14 comments on “Committing to Manuscript Improvement

  1. Very good points, Natasha. I’m not to the query stage yet, but after getting several critiques that said the same thing. I had to totally rewrite chapter 1 of my first ms. The old chapter 1 didn’t get deleted, just tweaked and buried deeper in the story. It was hard to do – I had grown fond of that chapter as the opener – but the story is so much better for the change.

    I’ve also had to cut lots of phrasing during the crit and edit phase. What I do to make ‘killing off my little darlings’ easier on myself (besides saving a copy of the old version) is keep a file of the phrases and paragraphs I cut that I thought were especially well-written. I can always go there to pick one for something else or use them as inspiration.

    Hacking up your work is hard, but if you save a copy of the old version, you’ll find chopping away in the new doc a much easier task. ; )

    • Glad you were open to hearing and applying feedback. I have the same rule, no matter how much I love a word/paragraph/page/scene, if it doesn’t work for multiple critique partners, I have to let it go.

  2. lbdiamond says:

    Mary Kole has a good point–sometimes you gotta rip and tear to make the best changes.

    Nice post!

  3. Vicki Orians says:

    This is why critique partners and beta readers can be SO helpful. They can see things that you might not have noticed otherwise, and they can give you honest feedback on what works, what doesn’t, what makes them bored, and what makes them excited.

    • I find an outside perspective invaluable too. My critique partners have helped me improve my work exponentially. We learn by being open to applying feedback from critiques AND by critiquing each other.

  4. I’ve definitely done some big revisions – like page one rewrites. Figuring out when I’m done revising is still something that I’m having trouble with.

    Maybe by the time I’m at the end of the ‘How to Revise your Novel’ course I’ll understand a bit better 🙂

    • I had to completely let go of my original first pages for my YA paranormal BLINK. It hurt. And it’s so much better now.

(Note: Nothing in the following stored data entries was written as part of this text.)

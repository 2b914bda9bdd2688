mod common;

use common::{wait_until, FakeCamera, Fixture, Scene, ALICE};
use exam_proctor::monitor::{FaceStatus, MonitorContext, MonitorPhase, MonitorRegistry, SessionMonitor};
use std::sync::atomic::Ordering;
use std::sync::Arc;
use std::time::{Duration, Instant};

const WAIT: Duration = Duration::from_secs(5);

#[test]
fn never_started_session_is_inactive() {
    let fixture = Fixture::new();
    let registry = MonitorRegistry::new(fixture.context());

    let status = registry.get_status("nobody");

    assert!(!status.running);
    assert_eq!(status.face_status, FaceStatus::Inactive);
    assert!(!status.identity_confirmed);
    assert_eq!(status.emotion, "unknown");
    assert!(status.detected_objects.is_empty());
    assert!(registry.is_empty());
}

#[test]
fn double_start_is_idempotent() {
    let fixture = Fixture::new();
    let registry = MonitorRegistry::new(fixture.context());

    assert!(registry.start_monitoring("s-1", 1, "alice"));
    assert!(registry.start_monitoring("s-1", 1, "alice"));

    assert_eq!(registry.len(), 1);
    assert_eq!(fixture.camera.opened.load(Ordering::SeqCst), 1);
    assert!(registry.stop_monitoring("s-1"));
}

#[test]
fn running_monitor_confirms_enrolled_student() {
    let fixture = Fixture::new();
    let registry = MonitorRegistry::new(fixture.context());

    assert!(registry.start_monitoring("s-1", 1, "alice"));
    assert!(wait_until(WAIT, || registry.get_status("s-1").face_status == FaceStatus::Confirmed));

    let status = registry.get_status("s-1");
    assert!(status.running);
    assert!(status.camera_acquired);
    assert!(status.identity_confirmed);
    assert_eq!(status.student_label.as_deref(), Some("alice"));
    assert!(status.last_update_time.is_some());

    fixture.camera.set_scene(Scene::student(common::BOB));
    assert!(wait_until(WAIT, || registry.get_status("s-1").face_status == FaceStatus::Mismatch));
    assert!(!registry.get_status("s-1").identity_confirmed);
}

#[test]
fn missing_signature_file_fails_start() {
    let fixture = Fixture::new();
    let registry = MonitorRegistry::new(fixture.context());

    assert!(!registry.start_monitoring("s-2", 404, "alice"));

    let status = registry.get_status("s-2");
    assert!(!status.running);
    assert_eq!(status.face_status, FaceStatus::ErrorNoSignatures);
    // the camera opened before the signature lookup is released
    assert_eq!(fixture.camera.open_handles(), 0);
    assert!(!status.camera_acquired);
}

#[test]
fn unknown_student_fails_start() {
    let fixture = Fixture::new();
    let registry = MonitorRegistry::new(fixture.context());

    assert!(!registry.start_monitoring("s-3", 1, "mallory"));
    assert_eq!(registry.get_status("s-3").face_status, FaceStatus::ErrorStudentNotFound);
    assert_eq!(fixture.camera.open_handles(), 0);
}

#[test]
fn no_camera_fails_start() {
    let fixture = Fixture::new();
    let camera = FakeCamera::with_devices(Scene::student(ALICE), vec![7]);
    let context = MonitorContext { camera: Arc::new(camera), ..fixture.context() };
    let registry = MonitorRegistry::new(context);

    assert!(!registry.start_monitoring("s-4", 1, "alice"));
    assert_eq!(registry.get_status("s-4").face_status, FaceStatus::ErrorNoCamera);
}

#[test]
fn failed_monitor_stays_registered_until_stopped() {
    let fixture = Fixture::new();
    let registry = MonitorRegistry::new(fixture.context());

    assert!(!registry.start_monitoring("s-5", 404, "alice"));
    assert!(!registry.start_monitoring("s-5", 404, "alice"));
    assert_eq!(registry.len(), 1);
    assert_eq!(registry.get_status("s-5").face_status, FaceStatus::ErrorNoSignatures);

    assert!(registry.stop_monitoring("s-5"));
    assert!(registry.is_empty());
    assert_eq!(registry.get_status("s-5").face_status, FaceStatus::Inactive);
}

#[test]
fn stop_on_unknown_session_changes_nothing() {
    let fixture = Fixture::new();
    let registry = MonitorRegistry::new(fixture.context());
    assert!(registry.start_monitoring("s-1", 1, "alice"));

    assert!(!registry.stop_monitoring("ghost"));
    assert_eq!(registry.active_sessions(), vec!["s-1".to_string()]);
}

#[test]
fn stop_releases_camera_and_is_idempotent() {
    let fixture = Fixture::new();
    let registry = MonitorRegistry::new(fixture.context());

    assert!(registry.start_monitoring("s-1", 1, "alice"));
    assert_eq!(fixture.camera.open_handles(), 1);

    assert!(registry.stop_monitoring("s-1"));
    assert_eq!(fixture.camera.open_handles(), 0);
    assert!(!registry.stop_monitoring("s-1"));
    assert!(!registry.get_status("s-1").running);
}

#[test]
fn fifty_concurrent_starts() {
    let fixture = Fixture::new();
    let registry = Arc::new(MonitorRegistry::new(fixture.context()));

    let handles: Vec<_> = (0..50)
        .map(|i| {
            let registry = Arc::clone(&registry);
            std::thread::spawn(move || registry.start_monitoring(&format!("session-{}", i), 1, "alice"))
        })
        .collect();
    for handle in handles {
        assert!(handle.join().expect("start thread"));
    }

    assert_eq!(registry.len(), 50);
    assert_eq!(fixture.camera.open_handles(), 50);

    registry.shutdown();
    assert!(registry.is_empty());
    assert_eq!(fixture.camera.open_handles(), 0);
}

#[test]
fn concurrent_starts_of_one_session_create_one_monitor() {
    let fixture = Fixture::new();
    let registry = Arc::new(MonitorRegistry::new(fixture.context()));

    let handles: Vec<_> = (0..16)
        .map(|_| {
            let registry = Arc::clone(&registry);
            std::thread::spawn(move || registry.start_monitoring("shared", 1, "alice"))
        })
        .collect();
    for handle in handles {
        assert!(handle.join().expect("start thread"));
    }

    assert_eq!(registry.len(), 1);
    assert_eq!(fixture.camera.opened.load(Ordering::SeqCst), 1);
}

#[test]
fn stopped_monitor_cannot_restart() {
    let fixture = Fixture::new();
    let monitor = SessionMonitor::new("s-9", Arc::new(fixture.context()));

    assert!(monitor.start(1, "alice"));
    assert_eq!(monitor.phase(), MonitorPhase::Running);
    monitor.stop();
    monitor.stop();

    assert_eq!(monitor.phase(), MonitorPhase::Stopped);
    assert!(!monitor.start(1, "alice"));
    assert_eq!(fixture.camera.open_handles(), 0);
}

#[test]
fn dropping_registry_stops_monitors() {
    let fixture = Fixture::new();
    {
        let registry = MonitorRegistry::new(fixture.context());
        assert!(registry.start_monitoring("s-1", 1, "alice"));
        assert!(registry.start_monitoring("s-2", 1, "bob"));
        assert_eq!(fixture.camera.open_handles(), 2);
    }
    assert_eq!(fixture.camera.open_handles(), 0);
}

#[test]
fn restart_with_other_exam_keeps_original_binding() {
    let fixture = Fixture::new();
    let registry = MonitorRegistry::new(fixture.context());

    assert!(registry.start_monitoring("s-1", 1, "alice"));
    assert!(registry.start_monitoring("s-1", 404, "bob"));

    let status = registry.get_status("s-1");
    assert_eq!(status.exam_id, Some(1));
    assert_eq!(status.student_label.as_deref(), Some("alice"));
    assert!(status.running);
    assert_eq!(fixture.camera.opened.load(Ordering::SeqCst), 1);
}

#[test]
fn stop_during_slow_frame_read_is_bounded() {
    let fixture = Fixture::new();
    fixture.camera.set_read_delay(Duration::from_millis(300));
    let registry = MonitorRegistry::new(fixture.context());
    assert!(registry.start_monitoring("s-1", 1, "alice"));
    assert!(wait_until(WAIT, || fixture.camera.reads() >= 2));

    let started = Instant::now();
    assert!(registry.stop_monitoring("s-1"));
    let elapsed = started.elapsed();

    // one in-flight read plus one frame interval, with slack for loaded machines
    assert!(elapsed < Duration::from_millis(1500), "stop took {:?}", elapsed);
    assert_eq!(fixture.camera.open_handles(), 0);
    assert!(!registry.get_status("s-1").running);

    let reads = fixture.camera.reads();
    std::thread::sleep(Duration::from_millis(400));
    assert_eq!(fixture.camera.reads(), reads);
}

#[test]
fn stop_racing_slow_camera_open_leaves_nothing_running() {
    let fixture = Fixture::new();
    fixture.camera.set_open_delay(Duration::from_millis(300));
    let registry = Arc::new(MonitorRegistry::new(fixture.context()));

    let starter = {
        let registry = Arc::clone(&registry);
        std::thread::spawn(move || registry.start_monitoring("s-1", 1, "alice"))
    };
    std::thread::sleep(Duration::from_millis(50));

    assert!(registry.stop_monitoring("s-1"));
    assert!(starter.join().expect("start thread"));

    assert!(registry.is_empty());
    let status = registry.get_status("s-1");
    assert!(!status.running);
    assert_eq!(status.face_status, FaceStatus::Inactive);
    assert_eq!(fixture.camera.open_handles(), 0);

    let reads = fixture.camera.reads();
    std::thread::sleep(Duration::from_millis(200));
    assert_eq!(fixture.camera.reads(), reads);
}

      Putting down the ‘pen’ still alludes me because I learn something new about this craft almost everyday and I’m eager to apply those techniques. 🙂

  5. I had a manuscript that a CP told me was the wrong genre. She was right too. I rewrote the entire thing and it made so much more sense when I got the genre right. A lot of work, but definitely worth the effort.

  6. You have to have such a multi-tasking brain when editing. There are SO many things to look out for!